Effects of propranolol on myocardial oxygen consumption, substrate extraction, and haemodynamics in hypertrophic obstructive cardiomyopathy.

D S Thompson, N Naqvi, S M Juul, R H Swanton, D J Coltart, B S Jenkins, M M Webb-Peploe
PMCID: PMC482433  PMID: 7192151

Abstract

Myocardial substrate extraction, coronary sinus flow, cardiac output, and left ventricular pressure were measured at increasing pacing rates before and after propranolol (0.2 mg/kg) in 13 patients with hypertrophic obstructive cardiomyopathy (HOCM) during diagnostic cardiac catheterisation. At the lowest pacing rate myocardial oxygen consumption varied considerably between patients and very high values were found in several individuals (range 10.1 to 57.5 ml/min). These large differences between patients were not explicable by differences in cardiac work; consequently, cardiac efficiency, estimated from the oxygen cost of external work, varied between patients and was lower than normal in all but two. The pattern of substrate extraction at the lowest pacing rate was similar to results reported for the normal heart, and measured oxygen consumption could be accounted for by complete oxidation of the substrates extracted; thus there was no evidence of a gross abnormality of oxidative metabolism, suggesting that low efficiency lay in the utilisation rather than in the production of energy.
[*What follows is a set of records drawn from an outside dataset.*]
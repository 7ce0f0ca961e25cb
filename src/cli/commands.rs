use crate::render::Quality;
use clap::{Parser, Subcommand, ValueEnum};
use genai::adapter::AdapterKind;
use std::path::PathBuf;

/// LLM-powered Manim animation generator
#[derive(Parser, Debug)]
#[command(
    name = "sketchmotion",
    about = "Generate and render short Manim animations from text prompts",
    version,
    author,
    long_about = "sketchmotion asks an LLM to write Manim code for a described animation, \
                  runs the manim renderer on the result, and reports the produced video. \
                  It supports multiple AI providers (Ollama, OpenAI, Anthropic, Gemini, \
                  xAI, Groq) and human or JSON output."
)]
pub struct CliArgs {
    #[command(subcommand)]
    pub command: Commands,

    #[arg(long, global = true, value_name = "LEVEL", help = "Set logging level")]
    pub log_level: Option<String>,

    #[arg(short = 'v', long, global = true, help = "Verbose output (debug logging)")]
    pub verbose: bool,

    #[arg(
        short = 'q',
        long,
        global = true,
        conflicts_with = "verbose",
        help = "Quiet mode - suppress non-error output"
    )]
    pub quiet: bool,
}

#[derive(Subcommand, Debug)]
pub enum Commands {
    #[command(
        about = "Generate and render an animation from a prompt",
        long_about = "Asks the configured LLM for Manim code matching the prompt, renders \
                      it, and prints the path of the produced video.\n\n\
                      Examples:\n  \
                      sketchmotion render \"a circle transforming into a square\"\n  \
                      sketchmotion render --example square-to-circle\n  \
                      sketchmotion render \"a sine wave\" --quality medium --format json"
    )]
    Render(RenderArgs),

    #[command(about = "List the built-in example prompts")]
    Examples,

    #[command(
        about = "Check renderer and configuration health",
        long_about = "Verifies that the manim executable is reachable and the environment \
                      configuration is valid.\n\n\
                      Examples:\n  \
                      sketchmotion doctor\n  \
                      sketchmotion doctor --format json"
    )]
    Doctor(DoctorArgs),

    #[command(about = "Remove the generated media directory")]
    Clean(CleanArgs),
}

#[derive(Parser, Debug, Clone)]
pub struct RenderArgs {
    #[arg(
        value_name = "PROMPT",
        required_unless_present = "example",
        conflicts_with = "example",
        help = "Natural-language description of the animation"
    )]
    pub prompt: Option<String>,

    #[arg(
        long,
        value_name = "NAME",
        help = "Use a built-in example prompt (see `sketchmotion examples`)"
    )]
    pub example: Option<String>,

    #[arg(
        long,
        value_enum,
        help = "Render quality (overrides SKETCHMOTION_QUALITY)"
    )]
    pub quality: Option<QualityArg>,

    #[arg(
        short = 'b',
        long,
        value_parser = parse_adapter_kind,
        help = "Force a specific AI provider (overrides SKETCHMOTION_PROVIDER)"
    )]
    pub backend: Option<AdapterKind>,

    #[arg(
        short = 'm',
        long,
        value_name = "MODEL",
        help = "Model name to use (provider-specific)"
    )]
    pub model: Option<String>,

    #[arg(
        long,
        value_name = "SECONDS",
        help = "Render timeout in seconds (overrides SKETCHMOTION_RENDER_TIMEOUT)"
    )]
    pub timeout: Option<u64>,

    #[arg(
        long,
        value_name = "DIR",
        help = "Working directory for the render (media output lands beneath it)"
    )]
    pub render_dir: Option<PathBuf>,

    #[arg(
        short = 'f',
        long,
        value_enum,
        default_value = "human",
        help = "Output format"
    )]
    pub format: OutputFormatArg,

    #[arg(long, help = "Print the generated Manim source alongside the result")]
    pub show_code: bool,
}

#[derive(Parser, Debug, Clone)]
pub struct DoctorArgs {
    #[arg(
        short = 'f',
        long,
        value_enum,
        default_value = "human",
        help = "Output format"
    )]
    pub format: OutputFormatArg,
}

#[derive(Parser, Debug, Clone)]
pub struct CleanArgs {
    #[arg(
        long,
        value_name = "DIR",
        help = "Working directory whose media output should be removed"
    )]
    pub render_dir: Option<PathBuf>,
}

#[derive(ValueEnum, Debug, Clone, Copy, PartialEq, Eq)]
pub enum OutputFormatArg {
    Json,
    Human,
}

impl From<OutputFormatArg> for super::output::OutputFormat {
    fn from(arg: OutputFormatArg) -> Self {
        match arg {
            OutputFormatArg::Json => super::output::OutputFormat::Json,
            OutputFormatArg::Human => super::output::OutputFormat::Human,
        }
    }
}

#[derive(ValueEnum, Debug, Clone, Copy, PartialEq, Eq)]
pub enum QualityArg {
    Low,
    Medium,
    High,
    Ultra,
}

impl From<QualityArg> for Quality {
    fn from(arg: QualityArg) -> Self {
        match arg {
            QualityArg::Low => Quality::Low,
            QualityArg::Medium => Quality::Medium,
            QualityArg::High => Quality::High,
            QualityArg::Ultra => Quality::Ultra,
        }
    }
}

fn parse_adapter_kind(s: &str) -> Result<AdapterKind, String> {
    AdapterKind::from_lower_str(&s.to_lowercase()).ok_or_else(|| {
        format!(
            "Invalid provider: {}. Valid options: ollama, openai, anthropic, gemini, xai, groq",
            s
        )
    })
}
Each of the four patients with the highest myocardial oxygen consumption and lowest values of efficiency sustained progressive reductions in lactate and pyruvate extraction as heart rate increased, and at the highest pacing rate had low (< 3%) or negative lactate extraction ratios. In three of these four, coronary sinus flow did not increase progressively with each increment in heart rate. One patient with low oxygen consumption and normal efficiency also failed to increase coronary flow with the final increment in heart rate, and produced lactate at the highest pacing rate. Thus the five patients in whom pacing provoked biochemical evidence of ischaemia all had excessive myocardial oxygen demand and/or limited capacity to increase coronary flow. Propranolol did not change lactate extraction significantly at any pacing rate in either the ischaemic or non-ischaemic groups. In only one patient was ischaemia at the highest pacing rate abolished after propranolol, and this was associated with a 30 per cent reduction in oxygen consumption. These results do not demonstrate a direct effect of propranolol upon myocardial metabolism in patients with HOCM, but emphasise the potential value of beta-blockade in protecting these patients from excessive increases in heart rate.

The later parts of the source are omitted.